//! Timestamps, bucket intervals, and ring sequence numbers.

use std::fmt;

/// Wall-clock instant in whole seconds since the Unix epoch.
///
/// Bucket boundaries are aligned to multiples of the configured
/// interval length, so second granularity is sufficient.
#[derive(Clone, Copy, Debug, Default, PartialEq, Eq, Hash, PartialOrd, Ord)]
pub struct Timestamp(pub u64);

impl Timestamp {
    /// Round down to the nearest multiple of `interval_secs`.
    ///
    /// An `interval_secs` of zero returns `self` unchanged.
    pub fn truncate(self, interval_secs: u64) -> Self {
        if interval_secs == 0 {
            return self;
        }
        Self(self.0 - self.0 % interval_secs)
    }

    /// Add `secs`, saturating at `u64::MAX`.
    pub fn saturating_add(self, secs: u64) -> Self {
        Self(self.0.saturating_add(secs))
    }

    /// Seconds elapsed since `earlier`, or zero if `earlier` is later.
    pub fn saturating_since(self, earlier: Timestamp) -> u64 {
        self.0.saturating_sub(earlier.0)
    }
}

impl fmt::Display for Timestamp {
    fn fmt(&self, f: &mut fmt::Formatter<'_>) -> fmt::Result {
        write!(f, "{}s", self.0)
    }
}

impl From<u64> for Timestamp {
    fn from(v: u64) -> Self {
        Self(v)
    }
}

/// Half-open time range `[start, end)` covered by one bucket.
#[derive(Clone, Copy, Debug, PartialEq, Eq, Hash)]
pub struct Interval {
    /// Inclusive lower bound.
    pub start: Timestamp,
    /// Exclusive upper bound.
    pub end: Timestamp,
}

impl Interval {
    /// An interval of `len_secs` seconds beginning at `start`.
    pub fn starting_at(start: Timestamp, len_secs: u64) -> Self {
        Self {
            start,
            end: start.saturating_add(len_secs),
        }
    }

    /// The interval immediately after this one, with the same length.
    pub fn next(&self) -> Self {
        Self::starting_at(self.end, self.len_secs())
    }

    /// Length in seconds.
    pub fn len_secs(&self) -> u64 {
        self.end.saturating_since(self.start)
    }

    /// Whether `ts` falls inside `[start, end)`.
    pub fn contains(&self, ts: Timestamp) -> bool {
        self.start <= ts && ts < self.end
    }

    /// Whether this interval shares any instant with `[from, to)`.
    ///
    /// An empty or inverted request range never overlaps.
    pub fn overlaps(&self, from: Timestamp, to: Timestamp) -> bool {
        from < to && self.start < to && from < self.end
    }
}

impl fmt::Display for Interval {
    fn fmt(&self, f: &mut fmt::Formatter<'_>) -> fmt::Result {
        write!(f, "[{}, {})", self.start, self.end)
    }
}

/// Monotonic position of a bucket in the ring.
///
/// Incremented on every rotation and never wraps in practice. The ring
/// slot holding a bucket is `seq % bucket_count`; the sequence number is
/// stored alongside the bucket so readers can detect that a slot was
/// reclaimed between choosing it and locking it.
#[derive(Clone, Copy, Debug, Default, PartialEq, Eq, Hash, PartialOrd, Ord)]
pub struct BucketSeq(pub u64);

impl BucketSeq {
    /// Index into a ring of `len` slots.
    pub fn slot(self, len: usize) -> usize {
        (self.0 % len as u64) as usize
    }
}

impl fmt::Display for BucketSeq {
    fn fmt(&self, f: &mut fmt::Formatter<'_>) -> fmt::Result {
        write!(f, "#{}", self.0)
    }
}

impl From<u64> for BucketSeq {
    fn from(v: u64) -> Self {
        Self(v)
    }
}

━━━

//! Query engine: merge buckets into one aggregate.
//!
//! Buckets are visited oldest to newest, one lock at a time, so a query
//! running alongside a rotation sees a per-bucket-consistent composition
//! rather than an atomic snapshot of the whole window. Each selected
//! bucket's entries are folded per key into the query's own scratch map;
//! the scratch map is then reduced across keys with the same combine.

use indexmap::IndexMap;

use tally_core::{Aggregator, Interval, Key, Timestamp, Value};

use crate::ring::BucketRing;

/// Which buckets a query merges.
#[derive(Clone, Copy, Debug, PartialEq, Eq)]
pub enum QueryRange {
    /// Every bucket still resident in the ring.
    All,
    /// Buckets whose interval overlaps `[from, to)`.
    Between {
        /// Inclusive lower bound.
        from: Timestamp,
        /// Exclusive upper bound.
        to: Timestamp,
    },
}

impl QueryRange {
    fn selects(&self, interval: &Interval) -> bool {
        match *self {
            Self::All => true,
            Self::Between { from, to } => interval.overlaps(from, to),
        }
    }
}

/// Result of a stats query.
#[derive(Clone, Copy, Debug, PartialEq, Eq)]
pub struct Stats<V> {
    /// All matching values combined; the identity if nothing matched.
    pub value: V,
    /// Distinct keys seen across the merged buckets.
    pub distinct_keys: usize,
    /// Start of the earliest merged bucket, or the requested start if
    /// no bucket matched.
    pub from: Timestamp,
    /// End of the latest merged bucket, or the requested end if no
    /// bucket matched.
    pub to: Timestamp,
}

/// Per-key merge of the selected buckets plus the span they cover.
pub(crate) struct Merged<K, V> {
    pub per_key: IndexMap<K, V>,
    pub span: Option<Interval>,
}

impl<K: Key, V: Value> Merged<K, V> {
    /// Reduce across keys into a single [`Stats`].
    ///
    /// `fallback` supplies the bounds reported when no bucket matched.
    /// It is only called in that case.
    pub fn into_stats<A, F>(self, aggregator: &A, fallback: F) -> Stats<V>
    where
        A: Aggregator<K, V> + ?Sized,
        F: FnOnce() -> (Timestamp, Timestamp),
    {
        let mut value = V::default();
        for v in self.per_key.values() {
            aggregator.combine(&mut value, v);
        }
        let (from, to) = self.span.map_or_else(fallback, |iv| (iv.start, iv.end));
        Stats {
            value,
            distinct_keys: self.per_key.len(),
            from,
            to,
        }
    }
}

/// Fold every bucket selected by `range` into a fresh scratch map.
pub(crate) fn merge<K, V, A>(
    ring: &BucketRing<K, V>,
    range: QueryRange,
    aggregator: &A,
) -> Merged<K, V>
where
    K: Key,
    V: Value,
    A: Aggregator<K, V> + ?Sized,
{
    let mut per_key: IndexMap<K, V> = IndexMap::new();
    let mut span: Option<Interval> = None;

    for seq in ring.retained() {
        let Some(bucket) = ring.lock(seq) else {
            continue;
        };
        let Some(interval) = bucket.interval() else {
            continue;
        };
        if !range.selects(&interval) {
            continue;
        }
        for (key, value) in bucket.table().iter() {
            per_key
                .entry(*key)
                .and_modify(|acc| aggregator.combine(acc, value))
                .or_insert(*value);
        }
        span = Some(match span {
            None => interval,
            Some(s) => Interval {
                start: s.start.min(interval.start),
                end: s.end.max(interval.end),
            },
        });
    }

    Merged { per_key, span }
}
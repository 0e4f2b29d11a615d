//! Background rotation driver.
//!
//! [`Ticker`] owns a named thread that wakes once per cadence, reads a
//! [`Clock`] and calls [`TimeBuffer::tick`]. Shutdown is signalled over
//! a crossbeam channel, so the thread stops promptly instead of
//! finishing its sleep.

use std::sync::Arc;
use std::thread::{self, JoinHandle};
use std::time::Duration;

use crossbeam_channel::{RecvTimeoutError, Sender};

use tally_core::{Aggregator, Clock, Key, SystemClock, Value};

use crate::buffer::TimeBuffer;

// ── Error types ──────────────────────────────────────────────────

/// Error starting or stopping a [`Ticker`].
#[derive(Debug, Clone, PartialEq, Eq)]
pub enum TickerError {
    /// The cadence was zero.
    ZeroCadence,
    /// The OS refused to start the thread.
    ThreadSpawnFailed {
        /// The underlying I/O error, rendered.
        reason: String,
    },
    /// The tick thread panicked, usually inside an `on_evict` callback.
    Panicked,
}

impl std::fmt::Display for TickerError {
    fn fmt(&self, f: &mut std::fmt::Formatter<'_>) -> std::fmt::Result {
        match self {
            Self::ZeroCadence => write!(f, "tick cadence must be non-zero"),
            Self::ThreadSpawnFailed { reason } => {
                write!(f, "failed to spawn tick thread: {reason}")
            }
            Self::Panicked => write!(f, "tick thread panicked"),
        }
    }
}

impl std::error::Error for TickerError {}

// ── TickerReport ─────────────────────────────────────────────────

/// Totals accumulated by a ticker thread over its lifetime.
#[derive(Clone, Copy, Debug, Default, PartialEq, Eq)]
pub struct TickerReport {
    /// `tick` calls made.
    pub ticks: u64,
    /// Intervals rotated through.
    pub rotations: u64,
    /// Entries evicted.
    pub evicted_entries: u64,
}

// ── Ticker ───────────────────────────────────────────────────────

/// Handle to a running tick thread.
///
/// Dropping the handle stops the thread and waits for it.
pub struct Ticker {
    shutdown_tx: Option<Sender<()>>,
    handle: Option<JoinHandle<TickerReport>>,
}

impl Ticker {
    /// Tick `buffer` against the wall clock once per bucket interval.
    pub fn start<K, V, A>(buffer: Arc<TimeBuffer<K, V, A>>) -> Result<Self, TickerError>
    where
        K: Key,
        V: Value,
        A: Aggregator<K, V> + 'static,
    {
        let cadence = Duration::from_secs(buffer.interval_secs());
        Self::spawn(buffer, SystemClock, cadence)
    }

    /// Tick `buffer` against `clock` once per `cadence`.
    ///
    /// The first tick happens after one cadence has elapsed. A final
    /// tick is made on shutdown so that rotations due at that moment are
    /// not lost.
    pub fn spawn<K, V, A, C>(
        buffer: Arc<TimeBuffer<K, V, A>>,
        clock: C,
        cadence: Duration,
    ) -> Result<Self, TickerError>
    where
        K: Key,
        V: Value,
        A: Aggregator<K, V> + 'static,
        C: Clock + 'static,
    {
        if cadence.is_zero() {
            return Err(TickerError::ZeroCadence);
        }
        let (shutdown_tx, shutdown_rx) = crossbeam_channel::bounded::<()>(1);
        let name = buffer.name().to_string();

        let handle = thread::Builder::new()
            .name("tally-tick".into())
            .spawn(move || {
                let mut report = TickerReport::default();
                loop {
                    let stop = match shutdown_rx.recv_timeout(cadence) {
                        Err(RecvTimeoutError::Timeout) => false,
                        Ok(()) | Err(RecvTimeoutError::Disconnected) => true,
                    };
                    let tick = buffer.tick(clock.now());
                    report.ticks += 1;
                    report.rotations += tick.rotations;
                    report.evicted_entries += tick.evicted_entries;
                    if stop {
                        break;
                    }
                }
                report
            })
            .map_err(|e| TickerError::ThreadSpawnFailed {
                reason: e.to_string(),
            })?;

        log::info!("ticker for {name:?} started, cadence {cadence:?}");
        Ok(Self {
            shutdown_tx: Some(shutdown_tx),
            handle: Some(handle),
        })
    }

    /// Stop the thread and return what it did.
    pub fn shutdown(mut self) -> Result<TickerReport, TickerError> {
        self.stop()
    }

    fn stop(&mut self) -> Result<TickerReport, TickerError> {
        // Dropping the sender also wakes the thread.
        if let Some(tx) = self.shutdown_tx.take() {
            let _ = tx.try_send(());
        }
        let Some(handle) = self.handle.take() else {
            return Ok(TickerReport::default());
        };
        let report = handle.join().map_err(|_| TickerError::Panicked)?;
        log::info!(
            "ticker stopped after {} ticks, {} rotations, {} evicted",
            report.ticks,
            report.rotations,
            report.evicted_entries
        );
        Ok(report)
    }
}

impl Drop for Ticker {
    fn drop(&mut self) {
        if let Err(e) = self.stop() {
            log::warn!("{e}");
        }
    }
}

━━━

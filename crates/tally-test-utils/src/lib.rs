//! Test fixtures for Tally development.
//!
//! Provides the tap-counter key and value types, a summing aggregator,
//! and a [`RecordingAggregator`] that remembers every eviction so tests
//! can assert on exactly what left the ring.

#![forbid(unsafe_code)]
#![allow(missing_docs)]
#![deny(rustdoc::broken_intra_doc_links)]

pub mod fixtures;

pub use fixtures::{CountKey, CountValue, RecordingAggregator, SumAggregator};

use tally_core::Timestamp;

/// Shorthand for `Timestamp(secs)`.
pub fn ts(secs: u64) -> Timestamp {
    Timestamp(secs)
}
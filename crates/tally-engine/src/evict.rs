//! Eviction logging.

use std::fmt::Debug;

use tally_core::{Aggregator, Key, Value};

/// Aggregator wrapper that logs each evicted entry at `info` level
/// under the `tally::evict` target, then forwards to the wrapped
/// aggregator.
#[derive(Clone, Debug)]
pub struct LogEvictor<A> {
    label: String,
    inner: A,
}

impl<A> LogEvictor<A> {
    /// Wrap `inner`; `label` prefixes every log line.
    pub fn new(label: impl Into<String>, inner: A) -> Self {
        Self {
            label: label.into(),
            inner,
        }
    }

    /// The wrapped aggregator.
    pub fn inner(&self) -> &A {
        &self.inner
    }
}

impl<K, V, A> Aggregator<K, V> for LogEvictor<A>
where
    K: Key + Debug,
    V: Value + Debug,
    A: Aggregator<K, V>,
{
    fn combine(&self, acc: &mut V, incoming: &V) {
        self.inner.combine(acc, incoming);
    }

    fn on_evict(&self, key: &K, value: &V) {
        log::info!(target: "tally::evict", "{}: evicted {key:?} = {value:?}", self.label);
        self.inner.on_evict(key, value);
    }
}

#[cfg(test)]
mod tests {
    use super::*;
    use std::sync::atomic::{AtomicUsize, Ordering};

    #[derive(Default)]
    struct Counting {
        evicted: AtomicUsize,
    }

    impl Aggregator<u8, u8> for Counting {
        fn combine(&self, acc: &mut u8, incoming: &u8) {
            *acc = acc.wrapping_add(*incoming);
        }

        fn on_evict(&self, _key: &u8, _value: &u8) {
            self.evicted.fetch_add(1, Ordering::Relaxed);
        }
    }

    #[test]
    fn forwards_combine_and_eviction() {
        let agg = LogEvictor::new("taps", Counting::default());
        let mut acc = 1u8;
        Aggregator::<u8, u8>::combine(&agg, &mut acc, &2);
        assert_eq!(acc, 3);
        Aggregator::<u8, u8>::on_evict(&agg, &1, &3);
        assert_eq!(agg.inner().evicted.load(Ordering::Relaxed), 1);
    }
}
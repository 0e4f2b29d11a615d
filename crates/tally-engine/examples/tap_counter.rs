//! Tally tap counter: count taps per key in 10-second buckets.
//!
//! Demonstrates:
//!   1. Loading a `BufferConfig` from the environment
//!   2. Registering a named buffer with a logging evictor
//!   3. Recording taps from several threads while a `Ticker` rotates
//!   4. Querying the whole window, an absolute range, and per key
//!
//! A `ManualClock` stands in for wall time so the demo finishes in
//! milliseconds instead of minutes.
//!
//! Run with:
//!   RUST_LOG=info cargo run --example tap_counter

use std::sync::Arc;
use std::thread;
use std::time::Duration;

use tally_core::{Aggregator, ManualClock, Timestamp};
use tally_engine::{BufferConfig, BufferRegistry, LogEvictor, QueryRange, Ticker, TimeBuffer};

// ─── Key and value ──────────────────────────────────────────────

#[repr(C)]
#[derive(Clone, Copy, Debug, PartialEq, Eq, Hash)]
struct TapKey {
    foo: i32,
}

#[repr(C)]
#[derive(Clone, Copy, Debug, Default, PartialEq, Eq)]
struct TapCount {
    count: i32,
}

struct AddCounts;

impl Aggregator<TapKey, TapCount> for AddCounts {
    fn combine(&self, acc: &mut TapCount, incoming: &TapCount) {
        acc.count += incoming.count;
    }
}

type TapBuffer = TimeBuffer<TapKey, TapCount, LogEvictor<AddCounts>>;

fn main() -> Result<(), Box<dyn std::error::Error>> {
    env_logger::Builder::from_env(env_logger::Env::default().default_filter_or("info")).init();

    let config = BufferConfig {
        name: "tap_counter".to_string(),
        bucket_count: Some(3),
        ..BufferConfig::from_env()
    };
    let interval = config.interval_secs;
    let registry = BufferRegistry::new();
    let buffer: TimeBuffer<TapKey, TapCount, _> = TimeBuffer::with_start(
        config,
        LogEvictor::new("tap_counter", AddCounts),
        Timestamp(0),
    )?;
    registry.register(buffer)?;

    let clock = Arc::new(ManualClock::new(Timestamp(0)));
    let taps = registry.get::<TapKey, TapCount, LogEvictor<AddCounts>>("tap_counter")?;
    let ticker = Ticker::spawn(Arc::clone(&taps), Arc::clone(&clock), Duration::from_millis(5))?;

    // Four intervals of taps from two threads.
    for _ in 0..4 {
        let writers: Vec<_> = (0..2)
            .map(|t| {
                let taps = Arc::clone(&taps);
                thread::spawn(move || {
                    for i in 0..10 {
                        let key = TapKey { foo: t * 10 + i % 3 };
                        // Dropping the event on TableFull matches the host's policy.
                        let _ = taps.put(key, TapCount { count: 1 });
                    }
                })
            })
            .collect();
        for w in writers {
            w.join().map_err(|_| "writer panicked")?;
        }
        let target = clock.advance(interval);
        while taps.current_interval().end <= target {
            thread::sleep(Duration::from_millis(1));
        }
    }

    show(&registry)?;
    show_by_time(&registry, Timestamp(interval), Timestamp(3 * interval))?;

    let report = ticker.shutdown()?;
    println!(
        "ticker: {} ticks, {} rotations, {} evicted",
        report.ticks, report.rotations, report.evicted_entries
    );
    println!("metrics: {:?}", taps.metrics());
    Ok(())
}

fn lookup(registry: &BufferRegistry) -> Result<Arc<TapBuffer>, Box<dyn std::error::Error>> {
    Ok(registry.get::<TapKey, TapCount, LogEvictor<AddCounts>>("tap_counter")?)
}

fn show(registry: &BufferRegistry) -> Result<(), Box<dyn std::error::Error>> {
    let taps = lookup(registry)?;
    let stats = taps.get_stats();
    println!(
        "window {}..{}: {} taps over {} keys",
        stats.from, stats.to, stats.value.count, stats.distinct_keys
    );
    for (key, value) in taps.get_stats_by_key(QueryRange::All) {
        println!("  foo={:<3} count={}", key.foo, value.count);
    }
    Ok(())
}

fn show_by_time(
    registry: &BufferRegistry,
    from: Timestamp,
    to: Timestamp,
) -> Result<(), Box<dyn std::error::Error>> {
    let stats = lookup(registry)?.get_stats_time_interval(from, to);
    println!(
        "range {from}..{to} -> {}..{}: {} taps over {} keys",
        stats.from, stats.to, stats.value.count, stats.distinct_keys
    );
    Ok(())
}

━━━

Search the data for the string "scratch" and copy each line where it appears.

//! bucket's entries are folded per key into the query's own scratch map;
//! the scratch map is then reduced across keys with the same combine.
/// Fold every bucket selected by `range` into a fresh scratch map.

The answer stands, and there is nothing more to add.